Kürdistan Özgürlük Partisi'nin (PAK) açıklaması şu şekilde:
12 Eylül 1980’de Türk ordusu dönemin Genelkurmay Başkanı Kenan Evren liderliğinde askeri-faşist bir darbe gerçekleştirdi.
12 Eylül 1980 darbesinden sonra Kuzey Kürdistan’da ve Türkiye’de yüz binlerce kişi tutuklandı; işkenceden geçirildi. On binlerce kişi yurt dışına iltica etmek zorunda kaldı. Yüzlerce kişi öldürüldü, idam edildi.

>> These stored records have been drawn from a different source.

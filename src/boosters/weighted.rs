use rand::Rng;

use crate::error::{BoosterError, Res};

/// Choose one item with probability proportional to its weight. When `total`
/// is given it is trusted as the sum of the weights, otherwise the weights are
/// summed first. Negative weights count as zero and zero weights are never
/// chosen.
pub fn select<T, W, I, R>(rng: &mut R, entries: I, total: Option<f64>) -> Res<T>
where
    I: IntoIterator<Item = (T, W)>,
    I::IntoIter: Clone,
    W: Into<f64>,
    R: Rng + ?Sized,
{
    let entries = entries.into_iter();
    let total = match total {
        Some(total) => total,
        None => entries
            .clone()
            .map(|(_, w)| Into::<f64>::into(w).max(0.0))
            .sum(),
    };
    if !total.is_finite() || total <= 0.0 {
        return Err(BoosterError::NoWeight);
    }

    let mut target = rng.gen_range(0.0..total);
    let mut last = None;
    for (item, weight) in entries {
        let weight: f64 = weight.into();
        if weight.is_nan() || weight <= 0.0 {
            continue;
        }
        if target < weight {
            return Ok(item);
        }
        target -= weight;
        last = Some(item);
    }

    // Rounding, or a supplied total larger than the real one, can leave the
    // target past the final interval.
    last.ok_or(BoosterError::NoWeight)
}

On binlerce kişi hapsedildi.
Tüm siyasi partilere, sendikalara, sivil toplum örgütlerine, muhalif basın organlarına yasaklar getirildi, kapatıldılar.
Doğu ve Batı Blokları arasındaki soğuk savaşın etkisi altında gerçekleşen12 Eylül 1980 Askeri darbesinin temel amacı Kürdistan ve Türkiye’de yükselmekte olan özgürlük, demokrasi, adalet ve eşitlik mücadelesini kırmaktı.
12 Eylül 1980 darbesi Kuzey Kürdistan’daki ulusal-demokratik harekete ve Türkiye’deki demokrat, özgürlükçü, sol harekete büyük bir darbe vurmuştur.
12 Eylül 1980 askeri darbesinden sonra Diyarbakır 5 Nolu Zindanı'nda yaşanan işkence, zulüm, vahşet ve katliamlar, Hitler faşizminin uygulamalarından aşağı kalmamıştır.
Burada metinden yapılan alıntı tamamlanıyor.